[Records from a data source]
—————

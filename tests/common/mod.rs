#![allow(dead_code)]

use std::sync::Arc;

use parking_lot::Mutex;
use url::Url;

use external_edit_monitor::annotations::SharedAnnotationSource;
use external_edit_monitor::detector::{ExternalEditDetector, Probe, ProbeError};
use external_edit_monitor::document::{Document, DocumentId};
use external_edit_monitor::monitor::{ExternalEditEvent, ExternalEditListener};
use external_edit_monitor::scheduler::{Check, CheckScheduler};

/// Detector with a scripted probe outcome, optionally supplying an
/// annotation source.
pub struct ScriptedDetector {
    pub name: String,
    pub interested: bool,
    pub source: Option<Arc<SharedAnnotationSource>>,
}

impl ScriptedDetector {
    pub fn interested(name: &str) -> Arc<Self> {
        Arc::new(ScriptedDetector {
            name: name.to_string(),
            interested: true,
            source: None,
        })
    }

    pub fn not_interested(name: &str) -> Arc<Self> {
        Arc::new(ScriptedDetector {
            name: name.to_string(),
            interested: false,
            source: None,
        })
    }

    pub fn watching(name: &str, source: Arc<SharedAnnotationSource>) -> Arc<Self> {
        Arc::new(ScriptedDetector {
            name: name.to_string(),
            interested: true,
            source: Some(source),
        })
    }
}

impl ExternalEditDetector for ScriptedDetector {
    fn name(&self) -> &str {
        &self.name
    }

    fn probe(&self, _document: &Document) -> Result<Probe, ProbeError> {
        if !self.interested {
            return Ok(Probe::NotInterested);
        }
        match &self.source {
            Some(source) => Ok(Probe::watching(source.clone())),
            None => Ok(Probe::interested()),
        }
    }
}

/// Detector whose probe always reports an error.
pub struct FailingDetector {
    pub name: &'static str,
}

impl ExternalEditDetector for FailingDetector {
    fn name(&self) -> &str {
        self.name
    }

    fn probe(&self, _document: &Document) -> Result<Probe, ProbeError> {
        Err(ProbeError::MissingCapability("tag aggregator".to_string()))
    }
}

/// Detector whose probe always panics.
pub struct PanickingDetector {
    pub name: &'static str,
}

impl ExternalEditDetector for PanickingDetector {
    fn name(&self) -> &str {
        self.name
    }

    fn probe(&self, _document: &Document) -> Result<Probe, ProbeError> {
        panic!("misbehaving detector")
    }
}

/// Listener that records every external-edit transition it receives.
pub struct RecordingListener {
    events: Mutex<Vec<(DocumentId, ExternalEditEvent)>>,
}

impl RecordingListener {
    pub fn new() -> Arc<Self> {
        Arc::new(RecordingListener {
            events: Mutex::new(Vec::new()),
        })
    }

    pub fn events(&self) -> Vec<(DocumentId, ExternalEditEvent)> {
        self.events.lock().clone()
    }
}

impl ExternalEditListener for RecordingListener {
    fn on_external_edit(&self, document: DocumentId, event: ExternalEditEvent) {
        self.events.lock().push((document, event));
    }
}

/// Scheduler that queues checks until the test drains them.
pub struct QueueScheduler {
    queued: Mutex<Vec<Check>>,
}

impl QueueScheduler {
    pub fn new() -> Arc<Self> {
        Arc::new(QueueScheduler {
            queued: Mutex::new(Vec::new()),
        })
    }

    pub fn queued_count(&self) -> usize {
        self.queued.lock().len()
    }

    pub fn run_all(&self) {
        let checks = std::mem::take(&mut *self.queued.lock());
        for check in checks {
            check();
        }
    }
}

impl CheckScheduler for QueueScheduler {
    fn schedule(&self, check: Check) {
        self.queued.lock().push(check);
    }
}

pub fn test_document(name: &str, text: &str) -> Arc<Document> {
    Document::new(
        Url::parse(&format!("file:///{}", name)).expect("valid test URI"),
        text,
    )
}
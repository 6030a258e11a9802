//! # staysearch
//!
//! Multi-space weighted hybrid search over rental listings.
//!
//! Every listing is encoded once into a composite vector: one segment per
//! space (text similarity, numeric preference, recency, category). A query
//! is a vector of the same shape whose segments carry the caller's weights,
//! so a single dot product ranks by the weighted sum of per-space
//! similarities, and hard filters prune the candidates first.
//!
//! ## Quick Start
//!
//! ### As a Server
//!
//! ```bash
//! DATA_PATH=listings.jsonl staysearch --port 8080
//! curl -X POST localhost:8080/api/v1/search/filter_query \
//!      -H 'content-type: application/json' \
//!      -d '{"query_description": "quiet loft", "price_smaller_than": 150}'
//! ```
//!
//! ### As a Library
//!
//! ```rust,no_run
//! use staysearch::prelude::*;
//! use std::sync::Arc;
//!
//! # async fn run() -> anyhow::Result<()> {
//! let config = listings::index_config("local", 64, chrono::Utc::now());
//! let index = Arc::new(CompositeIndex::new(
//!     config,
//!     Arc::new(MemoryStore::new()),
//!     Arc::new(HashEmbedder::new(64)),
//! )?);
//! index
//!     .index(Record::new("1").with_text("description", "sunny flat").with_number("price", 90.0))
//!     .await?;
//!
//! let executor = SearchExecutor::new(index, QueryCompiler::new())
//!     .with_templates(listings::templates())?;
//! let mut params = Params::new();
//! params.insert("query_description".into(), "sunny".into());
//! let response = executor.run("filter_query", &params).await?;
//! println!("{:?}", response.ids());
//! # Ok(())
//! # }
//! ```
//!
//! ## Crate Structure
//!
//! - [`staysearch_core`]: schema, records, spaces, composite index, in-memory store
//! - [`staysearch_storage`]: snapshots and the Qdrant backend
//! - [`staysearch_query`]: templates, the compiler and natural-language translation
//! - [`staysearch_api`]: REST endpoints

pub mod app;
pub mod listings;
pub mod loader;
pub mod settings;

pub use staysearch_api as api;
pub use staysearch_core as core;
pub use staysearch_query as query;
pub use staysearch_storage as storage;

/// Common imports for library use
pub mod prelude {
    pub use crate::listings;
    pub use staysearch_core::{
        AttributeKind, AttributeValue, BatchReport, CompositeIndex, Comparator, Embedder, Error,
        Filter, FilterCondition, HashEmbedder, IndexConfig, MemoryStore, Query, Record, Result,
        Schema, Space, VectorStore,
    };
    pub use staysearch_query::{
        Params, QueryCompiler, QueryTemplate, SearchExecutor, SearchResponse, Translator,
    };
}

—————

* [The task]:
Go to the line holding "pub use staysearch_core as core;" in the entries above and return it, along with every line after it, exactly as written.

* [Result]:
pub use staysearch_core as core;
pub use staysearch_query as query;
pub use staysearch_storage as storage;

/// Common imports for library use
pub mod prelude {
    pub use crate::listings;
    pub use staysearch_core::{
        AttributeKind, AttributeValue, BatchReport, CompositeIndex, Comparator, Embedder, Error,
        Filter, FilterCondition, HashEmbedder, IndexConfig, MemoryStore, Query, Record, Result,
        Schema, Space, VectorStore,
    };
    pub use staysearch_query::{
        Params, QueryCompiler, QueryTemplate, SearchExecutor, SearchResponse, Translator,
    };
}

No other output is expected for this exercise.